Créer un désordre dans cette histoire montre clairement les changements et contrastes qui, petit à petit, les mèneront vers le chaos. On passe d'une dispute banale à leur joie du début, sans échapper à la jalousie ou même la complicité qui a sévi tout au long de leur histoire. Leur caractère n'en fait que ressortir d'avantage: Joanna possède dans ses "jeunes" années un humour enfantin et naïf, une fraîcheur et une joie de vivre unique; elle devient par la suite beacoup plus distante, hautaine et capricieuse. C'est là que le talent de notre actrice dévoile toutes ses facettes; Audrey n'est pas seulement excellente dans sa légendaire interprétation de femme-enfant souriante et énergique, elle sait toucher sans plus de difficulté au domaine dramatique d'une mère lasse dont le pire adversaire est son mari. Le jeu d'Albert Finney ne nous laisse pas moins en reste: l'acteur est clairement à la hauteur de sa partenaire. Tous deux sont ainsi en parfaite osmose tout au long du film, ce qui ne fait qu'augmenter notre désir de savoir si ce couple chaotique va oui ou non se séparer définitivement.

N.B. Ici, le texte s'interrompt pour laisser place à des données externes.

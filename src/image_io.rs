//! Decoder/encoder boundary: converts between files on disk and this
//! crate's flat buffer types.
//!
//! Channel ordering on decode: this crate decodes through `image`'s
//! `into_luma_alpha8()`, which gives channel 0 = luminance (any RGB
//! source already collapsed by the crate) and channel 1 = alpha
//! (synthesized `0xFF` when the source has none). See DESIGN.md for
//! why this resolves spec.md §9's open question on channel ordering.

use crate::cli::Format;
use crate::error::{Result, SdfError};
use crate::types::{Image8, Out8};
use image::codecs::bmp::BmpEncoder;
use image::codecs::jpeg::JpegEncoder;
use image::codecs::png::PngEncoder;
use image::codecs::tga::TgaEncoder;
use image::{ColorType, ImageEncoder};
use std::fs::File;
use std::io::BufWriter;
use std::path::Path;

/// Decodes an image file into a 2-channel (luminance, alpha) buffer.
pub fn decode(path: &Path) -> Result<Image8> {
    let dynamic = image::open(path)?;
    let buf = dynamic.into_luma_alpha8();
    let (width, height) = buf.dimensions();
    Ok(Image8 {
        width,
        height,
        channels: 2,
        data: buf.into_raw(),
    })
}

/// Encodes a single-channel 8-bit raster to `path` in `format`.
/// `quality` only affects the JPEG encoder.
pub fn encode(path: &Path, format: Format, image: &Out8, quality: u8) -> Result<()> {
    let file = File::create(path).map_err(|e| SdfError::Encode(e.to_string()))?;
    let writer = BufWriter::new(file);

    let result = match format {
        Format::Png => {
            PngEncoder::new(writer).write_image(&image.data, image.width, image.height, ColorType::L8.into())
        }
        Format::Bmp => {
            BmpEncoder::new(writer).write_image(&image.data, image.width, image.height, ColorType::L8.into())
        }
        Format::Jpg => JpegEncoder::new_with_quality(writer, quality).write_image(
            &image.data,
            image.width,
            image.height,
            ColorType::L8.into(),
        ),
        Format::Tga => {
            TgaEncoder::new(writer).write_image(&image.data, image.width, image.height, ColorType::L8.into())
        }
    };

    result.map_err(|e| SdfError::Encode(e.to_string()))
}
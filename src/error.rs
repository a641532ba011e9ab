//! Error type shared by every stage of the pipeline.
//!
//! Kept as a hand-rolled enum with a manual `Display` impl rather than
//! pulling in a derive-macro crate for it — nothing here needs more
//! than a handful of match arms.

use std::fmt;

/// All errors this tool can surface, matching the four kinds spec'd
/// for the command line tool.
#[derive(Debug)]
pub enum SdfError {
    /// A missing or ill-formed option value (spread = 0, quality
    /// outside 1..=100, unknown format tag, ...).
    InvalidArguments(String),
    /// The decoder rejected the input image.
    Decode(String),
    /// The encoder failed to write the output image.
    Encode(String),
    /// A buffer allocation failed for the chosen image size.
    OutOfMemory(String),
}

impl fmt::Display for SdfError {
    fn fmt(&self, f: &mut fmt::Formatter<'_>) -> fmt::Result {
        match self {
            SdfError::InvalidArguments(msg) => write!(f, "invalid arguments: {msg}"),
            SdfError::Decode(msg) => write!(f, "failed to decode image: {msg}"),
            SdfError::Encode(msg) => write!(f, "failed to encode image: {msg}"),
            SdfError::OutOfMemory(msg) => write!(f, "out of memory: {msg}"),
        }
    }
}

impl std::error::Error for SdfError {}

impl From<image::ImageError> for SdfError {
    fn from(err: image::ImageError) -> SdfError {
        SdfError::Decode(err.to_string())
    }
}

/// Result type alias used throughout the crate.
pub type Result<T> = std::result::Result<T, SdfError>;
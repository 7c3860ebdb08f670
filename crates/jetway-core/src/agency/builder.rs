//! Builder for creating and configuring [`Agency`] instances.

use std::{
    fs,
    path::{Path, PathBuf},
};

use log::info;

use super::Agency;
use crate::{
    error::{IoResultExt, ReservationError, Result},
    store::{self, FileStorage, Storage},
};

/// Builder for creating and configuring [`Agency`] instances.
///
/// Without further configuration the agency keeps its files in
/// `$XDG_DATA_HOME/jetway` (usually `~/.local/share/jetway`).
#[derive(Default)]
pub struct AgencyBuilder {
    data_dir: Option<PathBuf>,
    storage: Option<Box<dyn Storage>>,
}

impl AgencyBuilder {
    /// Creates a new builder with default settings.
    pub fn new() -> Self {
        Self::default()
    }

    /// Sets the directory holding the data files.
    ///
    /// `None` keeps the XDG default.
    pub fn with_data_dir<P: AsRef<Path>>(mut self, path: Option<P>) -> Self {
        if let Some(path) = path {
            self.data_dir = Some(path.as_ref().to_path_buf());
        }
        self
    }

    /// Uses the given storage instead of a data directory.
    pub fn with_storage(mut self, storage: impl Storage + 'static) -> Self {
        self.storage = Some(Box::new(storage));
        self
    }

    /// Builds the agency and loads any persisted state.
    ///
    /// # Errors
    ///
    /// Returns `ReservationError::XdgDirectory` if the default data directory
    /// cannot be resolved, `ReservationError::FileSystem` if the directory
    /// tree cannot be created or a file cannot be read.
    pub fn build(self) -> Result<Agency> {
        let storage = match self.storage {
            Some(storage) => storage,
            None => {
                let data_dir = match self.data_dir {
                    Some(dir) => dir,
                    None => Self::default_data_dir()?,
                };
                Box::new(Self::prepare_data_dir(&data_dir)?)
            }
        };
        Agency::load(storage)
    }

    /// Creates the data directory and its subdirectories.
    fn prepare_data_dir(data_dir: &Path) -> Result<FileStorage> {
        for sub in [store::SEATMAP_DIR, store::WAITLIST_DIR] {
            let path = data_dir.join(sub);
            fs::create_dir_all(&path).fs_context(path)?;
        }
        info!("Using data directory {}", data_dir.display());
        Ok(FileStorage::new(data_dir))
    }

    /// Returns the default data directory following the XDG Base Directory
    /// specification.
    fn default_data_dir() -> Result<PathBuf> {
        let flights = xdg::BaseDirectories::with_prefix("jetway")
            .place_data_file(store::FLIGHTS)
            .map_err(|e| ReservationError::XdgDirectory(e.to_string()))?;
        flights
            .parent()
            .map(Path::to_path_buf)
            .ok_or_else(|| ReservationError::XdgDirectory("data directory has no parent".to_string()))
    }
}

Une phrase prononcée par Mr Wallace pourrait à elle seule résumer le film tout entier, alors que les deux protagonistes aperçoivent un couple âgé et silencieux: "Qui sont ces gens assis, là, pendant des heures, et qui n'ont rien à se dire?" "Des gens mariés", répond Joanna. Tout d'abord bien décidés à ne pas se marier, les deux jeunes gens s'uniront pourtant, et comprendront par la suite toute la profondeur de ce discours prononcé douze ans plus tôt.
On pourrait penser que Stanley Donen a une vision pessimiste du mariage. Cependant, combien de fois innombrables de telles situations se produisent chez deux âmes qui ont décidé de n'en former plus qu'une? Cette vision n'est ni plus ni moins qu'une vision réaliste sur la vie de deux personnes de caractère, qui sont tentés de s'opposer sans arrêt, mais qui s'aiment profondément malgré tout.